**Exercise prompt**
Below are the entries to work from; restate word for word the portion that opens with the line containing "of the phase." and closes with the line containing "- 1) * self.", keeping both.

**The data**
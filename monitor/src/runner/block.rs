use hemon_core::{
    ckks::CkksCiphertext,
    tfhe::{GgswFourier, LweCiphertext},
};

use crate::{
    MonitorError,
    automaton::PrefixAutomaton,
    engine::ForwardEngine,
    runner::{Monitor, StepPipeline},
};

/// Forward runner that buffers `block_size` samples, bridges them in one
/// parallel pass and refreshes once per block.
///
/// Between two block boundaries `feed` returns the verdict of the last
/// boundary unchanged.
pub struct BlockRunner {
    pipeline: StepPipeline,
    engine: ForwardEngine,
    block_size: usize,
    pending: Vec<Vec<CkksCiphertext>>,
    verdict: LweCiphertext<u32>,
    boundary: bool,
    blocks: usize,
}

impl BlockRunner {
    pub fn new(pipeline: StepPipeline, automaton: PrefixAutomaton, block_size: usize) -> Self {
        assert!(block_size > 0, "block size must be positive");
        tracing::info!(
            states = automaton.automaton().num_states(),
            block_size,
            "block runner"
        );
        Self {
            engine: ForwardEngine::new(automaton, pipeline.bridge().mid_degree()),
            verdict: pipeline.initial_verdict(),
            pipeline,
            block_size,
            pending: Vec::with_capacity(block_size),
            boundary: false,
            blocks: 0,
        }
    }

    /// Samples buffered since the last boundary.
    pub fn pending(&self) -> usize {
        self.pending.len()
    }

    /// Bridges and applies the buffered block. The block leaves the buffer
    /// before bridging, so a failure discards it and leaves the engine and
    /// the verdict untouched.
    fn flush_block(&mut self) -> Result<(), MonitorError> {
        let block: Vec<Vec<CkksCiphertext>> =
            std::mem::replace(&mut self.pending, Vec::with_capacity(self.block_size));
        let bits: Vec<Vec<GgswFourier>> = self.pipeline.bits_batch(&block)?;
        let bridge = self.pipeline.bridge();
        bits.iter()
            .flatten()
            .for_each(|bit| self.engine.transition(bridge.module(), bit));
        self.engine.refresh(bridge);
        self.verdict = self.engine.verdict();
        self.blocks += 1;
        tracing::info!(block = self.blocks, "block boundary");
        Ok(())
    }
}

impl Monitor for BlockRunner {
    fn feed(&mut self, sample: &[CkksCiphertext]) -> Result<LweCiphertext<u32>, MonitorError> {
        self.boundary = false;
        let predicates: Vec<CkksCiphertext> = self.pipeline.predicates(sample)?;
        self.pending.push(predicates);
        if self.pending.len() >= self.block_size {
            self.flush_block()?;
            self.boundary = true;
        }
        Ok(self.verdict.clone())
    }

    fn result(&self) -> LweCiphertext<u32> {
        self.verdict.clone()
    }

    fn signal_size(&self) -> usize {
        self.pipeline.signal_size()
    }

    fn verdict_ready(&self) -> bool {
        self.boundary
    }
}
use backend::{AddNormal, FillUniform, Poly, Torus};
use sampling::{Distributions, Source};

use crate::{
    Infos, SIX_SIGMA,
    tfhe::{LweCiphertext, LweSecret},
};

/// Secret s(X) of a rank one TRLWE.
#[derive(Clone, Debug, PartialEq, Eq)]
pub struct GlweSecret {
    pub(crate) data: Vec<i64>,
}

impl GlweSecret {
    pub fn generate(n: usize, dist: Distributions, source: &mut Source) -> Self {
        let mut data: Vec<i64> = vec![0; n];
        dist.fill_i64(&mut data, source);
        Self { data }
    }

    pub fn from_coeffs(data: Vec<i64>) -> Self {
        Self { data }
    }

    pub fn n(&self) -> usize {
        self.data.len()
    }

    pub fn coeffs(&self) -> &[i64] {
        &self.data
    }

    /// Key of the LWE ciphertexts obtained by sample extraction.
    pub fn to_lwe(&self) -> LweSecret {
        LweSecret::from_coeffs(self.data.clone())
    }
}

/// `(b, a)` with phase `b + a * s`.
#[derive(Clone, Debug, PartialEq, Eq)]
pub struct GlweCiphertext<T: Torus> {
    pub b: Poly<T>,
    pub a: Poly<T>,
}

impl<T: Torus> Infos for GlweCiphertext<T> {
    fn n(&self) -> usize {
        self.b.n()
    }

    fn log_q(&self) -> usize {
        T::BITS as usize
    }
}

impl<T: Torus> GlweCiphertext<T> {
    pub fn alloc(n: usize) -> Self {
        Self {
            b: Poly::alloc(n),
            a: Poly::alloc(n),
        }
    }

    pub fn trivial(m: Poly<T>) -> Self {
        let n: usize = m.n();
        Self { b: m, a: Poly::alloc(n) }
    }

    /// Noiseless encryption of the constant polynomial m.
    pub fn trivial_constant(n: usize, m: T) -> Self {
        let mut res: Self = Self::alloc(n);
        res.b.coeffs[0] = m;
        res
    }

    pub fn zero(&mut self) {
        self.b.zero();
        self.a.zero();
    }

    pub fn encrypt_sk(&mut self, m: &Poly<T>, sk: &GlweSecret, source_xa: &mut Source, source_xe: &mut Source, sigma: f64)
    where
        T: FillUniform,
    {
        #[cfg(debug_assertions)]
        {
            assert_eq!(self.n(), sk.n());
            assert_eq!(m.n(), sk.n());
        }
        self.a.fill_uniform(source_xa);
        self.a.mul_small(&sk.data, &mut self.b);
        self.b.neg_inplace();
        self.b.add_normal(source_xe, sigma, SIX_SIGMA * sigma);
        self.b.add_inplace(m);
    }

    /// Encryption of zero.
    pub fn encrypt_zero_sk(&mut self, sk: &GlweSecret, source_xa: &mut Source, source_xe: &mut Source, sigma: f64)
    where
        T: FillUniform,
    {
        let zero: Poly<T> = Poly::alloc(self.n());
        self.encrypt_sk(&zero, sk, source_xa, source_xe, sigma)
    }

    pub fn phase(&self, sk: &GlweSecret) -> Poly<T> {
        let mut res: Poly<T> = Poly::alloc(self.n());
        self.a.mul_small(&sk.data, &mut res);
        res.add_inplace(&self.b);
        res
    }

    pub fn add_inplace(&mut self, other: &GlweCiphertext<T>) {
        self.b.add_inplace(&other.b);
        self.a.add_inplace(&other.a);
    }

    pub fn sub_inplace(&mut self, other: &GlweCiphertext<T>) {
        self.b.sub_inplace(&other.b);
        self.a.sub_inplace(&other.a);
    }

    pub fn add_scaled_inplace(&mut self, other: &GlweCiphertext<T>, d: i64) {
        self.b.add_scaled_inplace(&other.b, d);
        self.a.add_scaled_inplace(&other.a, d);
    }

    /// Adds m to the constant coefficient of the phase.
    pub fn add_constant(&mut self, m: T) {
        self.b.coeffs[0] = self.b.coeffs[0].add(m);
    }

    /// res = X^k * self.
    pub fn mul_xai(&self, k: i64, res: &mut GlweCiphertext<T>) {
        self.b.mul_xai(k, &mut res.b);
        self.a.mul_xai(k, &mut res.a);
    }

    /// res = (X^k - 1) * self.
    pub fn mul_xai_minus_one(&self, k: i64, res: &mut GlweCiphertext<T>) {
        self.b.mul_xai_minus_one(k, &mut res.b);
        self.a.mul_xai_minus_one(k, &mut res.a);
    }

    /// LWE ciphertext whose phase is coefficient `k` of the phase of self,
    /// under the key [GlweSecret::to_lwe].
    pub fn sample_extract(&self, k: usize) -> LweCiphertext<T> {
        let n: usize = self.n();
        #[cfg(debug_assertions)]
        {
            assert!(k < n, "index {} >= ring degree {}", k, n);
        }
        let a: Vec<T> = (0..n)
            .map(|j| {
                if j <= k {
                    self.a.coeffs[k - j]
                } else {
                    self.a.coeffs[n + k - j].neg()
                }
            })
            .collect();
        LweCiphertext::from_raw(self.b.coeffs[k], a)
    }
}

**Solution for this exercise**
    /// Adds m to the constant coefficient of the phase.
    pub fn add_constant(&mut self, m: T) {
        self.b.coeffs[0] = self.b.coeffs[0].add(m);
    }

    /// res = X^k * self.
    pub fn mul_xai(&self, k: i64, res: &mut GlweCiphertext<T>) {
        self.b.mul_xai(k, &mut res.b);
        self.a.mul_xai(k, &mut res.a);
    }

    /// res = (X^k - 1) * self.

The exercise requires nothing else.